§ Work request: Every entry needs to be duplicated exactly.

§ Entries provided:
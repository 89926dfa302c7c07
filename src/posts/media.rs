// SPDX-License-Identifier: MPL-2.0

//! Image attachments embedded as data URLs.
//!
//! Posts and drafts never reference an external file; the image bytes travel
//! inside the record as a base64 `data:` URL.

use base64::Engine;
use base64::engine::general_purpose::STANDARD;
use image::ImageFormat;
use std::path::Path;
use thiserror::Error;
use url::Url;

/// Largest image accepted for embedding (5MB)
const MAX_IMAGE_BYTES: u64 = 5 * 1024 * 1024;

#[derive(Error, Debug)]
pub enum MediaError {
    #[error("failed to read image: {0}")]
    Io(#[from] std::io::Error),
    #[error("unsupported image format")]
    UnsupportedFormat,
    #[error("image is {size} bytes, limit is {max}")]
    TooLarge { size: u64, max: u64 },
}

/// An image ready to be stored with a post
#[derive(Debug, Clone, PartialEq, Eq)]
pub struct ImageAttachment {
    pub name: String,
    pub data_url: String,
}

impl ImageAttachment {
    /// Read an image file and embed it
    pub fn from_path(path: &Path) -> Result<Self, MediaError> {
        let size = std::fs::metadata(path)?.len();
        if size > MAX_IMAGE_BYTES {
            return Err(MediaError::TooLarge {
                size,
                max: MAX_IMAGE_BYTES,
            });
        }

        let bytes = std::fs::read(path)?;
        let name = path
            .file_name()
            .map(|n| n.to_string_lossy().into_owned())
            .unwrap_or_default();

        Self::from_bytes(name, &bytes)
    }

    pub fn from_bytes(name: String, bytes: &[u8]) -> Result<Self, MediaError> {
        let format = image::guess_format(bytes).map_err(|_| MediaError::UnsupportedFormat)?;
        let mime = mime_type(format).ok_or(MediaError::UnsupportedFormat)?;

        Ok(Self {
            name,
            data_url: format!("data:{};base64,{}", mime, STANDARD.encode(bytes)),
        })
    }
}

fn mime_type(format: ImageFormat) -> Option<&'static str> {
    match format {
        ImageFormat::Png => Some("image/png"),
        ImageFormat::Jpeg => Some("image/jpeg"),
        ImageFormat::Gif => Some("image/gif"),
        ImageFormat::WebP => Some("image/webp"),
        _ => None,
    }
}

/// Whether `value` is an embedded base64 image rather than a reference
pub fn is_self_contained(value: &str) -> bool {
    let Ok(url) = Url::parse(value) else {
        return false;
    };
    if url.scheme() != "data" {
        return false;
    }

    let Some((meta, payload)) = url.path().split_once(',') else {
        return false;
    };
    let Some(mime) = meta.strip_suffix(";base64") else {
        return false;
    };

    mime.starts_with("image/") && STANDARD.decode(payload).is_ok()
}

#[cfg(test)]
mod tests {
    use super::*;
    use std::io::Write;

    // Smallest valid PNG header plus IHDR start; enough for format sniffing
    const PNG_BYTES: &[u8] = &[
        0x89, b'P', b'N', b'G', 0x0D, 0x0A, 0x1A, 0x0A, 0x00, 0x00, 0x00, 0x0D, b'I', b'H', b'D',
        b'R',
    ];

    #[test]
    fn test_png_becomes_data_url() {
        let attachment = ImageAttachment::from_bytes("pic.png".to_string(), PNG_BYTES).unwrap();
        assert!(attachment.data_url.starts_with("data:image/png;base64,"));
        assert!(is_self_contained(&attachment.data_url));
    }

    #[test]
    fn test_non_image_rejected() {
        let err = ImageAttachment::from_bytes("notes.txt".to_string(), b"hello world").unwrap_err();
        assert!(matches!(err, MediaError::UnsupportedFormat));
    }

    #[test]
    fn test_from_path_keeps_file_name() {
        let dir = tempfile::tempdir().unwrap();
        let path = dir.path().join("banner.png");
        std::fs::File::create(&path)
            .unwrap()
            .write_all(PNG_BYTES)
            .unwrap();

        let attachment = ImageAttachment::from_path(&path).unwrap();
        assert_eq!(attachment.name, "banner.png");
    }

    #[test]
    fn test_external_references_are_not_self_contained() {
        assert!(!is_self_contained("https://example.com/cat.png"));
        assert!(!is_self_contained("data:text/plain;base64,aGVsbG8="));
        assert!(!is_self_contained("data:image/png,rawbytes"));
        assert!(!is_self_contained("not a url"));
        assert!(is_self_contained("data:image/gif;base64,R0lGODlh"));
    }
}
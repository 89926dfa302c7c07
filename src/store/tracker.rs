// SPDX-License-Identifier: MPL-2.0

use crate::store::StorageChange;
use std::cell::RefCell;
use std::collections::BTreeMap;

/// Per-handle view of the store used to tell foreign writes from our own.
///
/// The tracker remembers the value of every key as this handle last saw or
/// wrote it. Diffing the live contents against that snapshot yields exactly
/// the changes made through some other handle.
#[derive(Debug, Default)]
pub struct ChangeTracker {
    seen: RefCell<BTreeMap<String, String>>,
}

impl ChangeTracker {
    pub fn new(snapshot: Vec<(String, String)>) -> Self {
        Self {
            seen: RefCell::new(snapshot.into_iter().collect()),
        }
    }

    /// Record a write (or removal, with `None`) made through this handle
    pub fn record(&self, key: &str, value: Option<&str>) {
        let mut seen = self.seen.borrow_mut();
        match value {
            Some(v) => {
                seen.insert(key.to_string(), v.to_string());
            }
            None => {
                seen.remove(key);
            }
        }
    }

    /// Compare live contents with the snapshot, then adopt them
    pub fn diff(&self, current: Vec<(String, String)>) -> Vec<StorageChange> {
        let current: BTreeMap<String, String> = current.into_iter().collect();
        let mut seen = self.seen.borrow_mut();
        let mut changes = Vec::new();

        for (key, value) in &current {
            match seen.get(key) {
                Some(old) if old == value => {}
                old => changes.push(StorageChange {
                    key: key.clone(),
                    old_value: old.cloned(),
                    new_value: Some(value.clone()),
                }),
            }
        }

        for (key, old) in seen.iter() {
            if !current.contains_key(key) {
                changes.push(StorageChange {
                    key: key.clone(),
                    old_value: Some(old.clone()),
                    new_value: None,
                });
            }
        }

        *seen = current;
        changes
    }
}
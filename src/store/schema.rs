// SPDX-License-Identifier: MPL-2.0

/// SQL schema for the local store database
pub const SCHEMA: &str = r#"
-- Database version for migrations
PRAGMA user_version = 1;

-- local_storage: one serialized record per key, overwritten wholesale
CREATE TABLE IF NOT EXISTS local_storage (
    key TEXT PRIMARY KEY,
    value TEXT NOT NULL
);
"#;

§ Result for this task:
repository 89926dfa302c7c07
filename src/posts/media.rs
// SPDX-License-Identifier: MPL-2.0

//! Image attachments embedded as data URLs.
//!
//! Posts and drafts never reference an external file; the image bytes travel
//! inside the record as a base64 `data:` URL.

use base64::Engine;
use base64::engine::general_purpose::STANDARD;
use image::ImageFormat;
use std::path::Path;
use thiserror::Error;
use url::Url;

/// Largest image accepted for embedding (5MB)
const MAX_IMAGE_BYTES: u64 = 5 * 1024 * 1024;

#[derive(Error, Debug)]
pub enum MediaError {
    #[error("failed to read image: {0}")]
    Io(#[from] std::io::Error),
    #[error("unsupported image format")]
    UnsupportedFormat,
    #[error("image is {size} bytes, limit is {max}")]
    TooLarge { size: u64, max: u64 },
}

/// An image ready to be stored with a post
#[derive(Debug, Clone, PartialEq, Eq)]
pub struct ImageAttachment {
    pub name: String,
    pub data_url: String,
}

impl ImageAttachment {
    /// Read an image file and embed it
    pub fn from_path(path: &Path) -> Result<Self, MediaError> {
        let size = std::fs::metadata(path)?.len();
        if size > MAX_IMAGE_BYTES {
            return Err(MediaError::TooLarge {
                size,
                max: MAX_IMAGE_BYTES,
            });
        }

        let bytes = std::fs::read(path)?;
        let name = path
            .file_name()
            .map(|n| n.to_string_lossy().into_owned())
            .unwrap_or_default();

        Self::from_bytes(name, &bytes)
    }

    pub fn from_bytes(name: String, bytes: &[u8]) -> Result<Self, MediaError> {
        let format = image::guess_format(bytes).map_err(|_| MediaError::UnsupportedFormat)?;
        let mime = mime_type(format).ok_or(MediaError::UnsupportedFormat)?;

        Ok(Self {
            name,
            data_url: format!("data:{};base64,{}", mime, STANDARD.encode(bytes)),
        })
    }
}

fn mime_type(format: ImageFormat) -> Option<&'static str> {
    match format {
        ImageFormat::Png => Some("image/png"),
        ImageFormat::Jpeg => Some("image/jpeg"),
        ImageFormat::Gif => Some("image/gif"),
        ImageFormat::WebP => Some("image/webp"),
        _ => None,
    }
}

/// Whether `value` is an embedded base64 image rather than a reference
pub fn is_self_contained(value: &str) -> bool {
    let Ok(url) = Url::parse(value) else {
        return false;
    };
    if url.scheme() != "data" {
        return false;
    }

    let Some((meta, payload)) = url.path().split_once(',') else {
        return false;
    };
    let Some(mime) = meta.strip_suffix(";base64") else {
        return false;
    };

    mime.starts_with("image/") && STANDARD.decode(payload).is_ok()
}

#[cfg(test)]
mod tests {
    use super::*;
    use std::io::Write;

    // Smallest valid PNG header plus IHDR start; enough for format sniffing
    const PNG_BYTES: &[u8] = &[
        0x89, b'P', b'N', b'G', 0x0D, 0x0A, 0x1A, 0x0A, 0x00, 0x00, 0x00, 0x0D, b'I', b'H', b'D',
        b'R',
    ];

    #[test]
    fn test_png_becomes_data_url() {
        let attachment = ImageAttachment::from_bytes("pic.png".to_string(), PNG_BYTES).unwrap();
        assert!(attachment.data_url.starts_with("data:image/png;base64,"));
        assert!(is_self_contained(&attachment.data_url));
    }

    #[test]
    fn test_non_image_rejected() {
        let err = ImageAttachment::from_bytes("notes.txt".to_string(), b"hello world").unwrap_err();
        assert!(matches!(err, MediaError::UnsupportedFormat));
    }

    #[test]
    fn test_from_path_keeps_file_name() {
        let dir = tempfile::tempdir().unwrap();
        let path = dir.path().join("banner.png");
        std::fs::File::create(&path)
            .unwrap()
            .write_all(PNG_BYTES)
            .unwrap();

        let attachment = ImageAttachment::from_path(&path).unwrap();
        assert_eq!(attachment.name, "banner.png");
    }

    #[test]
    fn test_external_references_are_not_self_contained() {
        assert!(!is_self_contained("https://example.com/cat.png"));
        assert!(!is_self_contained("data:text/plain;base64,aGVsbG8="));
        assert!(!is_self_contained("data:image/png,rawbytes"));
        assert!(!is_self_contained("not a url"));
        assert!(is_self_contained("data:image/gif;base64,R0lGODlh"));
    }
}
repository 89926dfa302c7c07
filename src/store/tracker.rs
// SPDX-License-Identifier: MPL-2.0

use crate::store::StorageChange;
use std::cell::RefCell;
use std::collections::BTreeMap;

/// Per-handle view of the store used to tell foreign writes from our own.
///
/// The tracker remembers the value of every key as this handle last saw or
/// wrote it. Diffing the live contents against that snapshot yields exactly
/// the changes made through some other handle.
#[derive(Debug, Default)]
pub struct ChangeTracker {
    seen: RefCell<BTreeMap<String, String>>,
}

impl ChangeTracker {
    pub fn new(snapshot: Vec<(String, String)>) -> Self {
        Self {
            seen: RefCell::new(snapshot.into_iter().collect()),
        }
    }

    /// Record a write (or removal, with `None`) made through this handle
    pub fn record(&self, key: &str, value: Option<&str>) {
        let mut seen = self.seen.borrow_mut();
        match value {
            Some(v) => {
                seen.insert(key.to_string(), v.to_string());
            }
            None => {
                seen.remove(key);
            }
        }
    }

    /// Compare live contents with the snapshot, then adopt them
    pub fn diff(&self, current: Vec<(String, String)>) -> Vec<StorageChange> {
        let current: BTreeMap<String, String> = current.into_iter().collect();
        let mut seen = self.seen.borrow_mut();
        let mut changes = Vec::new();

        for (key, value) in &current {
            match seen.get(key) {
                Some(old) if old == value => {}
                old => changes.push(StorageChange {
                    key: key.clone(),
                    old_value: old.cloned(),
                    new_value: Some(value.clone()),
                }),
            }
        }

        for (key, old) in seen.iter() {
            if !current.contains_key(key) {
                changes.push(StorageChange {
                    key: key.clone(),
                    old_value: Some(old.clone()),
                    new_value: None,
                });
            }
        }

        *seen = current;
        changes
    }
}
filename src/store/schema.rs
// SPDX-License-Identifier: MPL-2.0

/// SQL schema for the local store database
pub const SCHEMA: &str = r#"
-- Database version for migrations
PRAGMA user_version = 1;

-- local_storage: one serialized record per key, overwritten wholesale
CREATE TABLE IF NOT EXISTS local_storage (
    key TEXT PRIMARY KEY,
    value TEXT NOT NULL
);
"#;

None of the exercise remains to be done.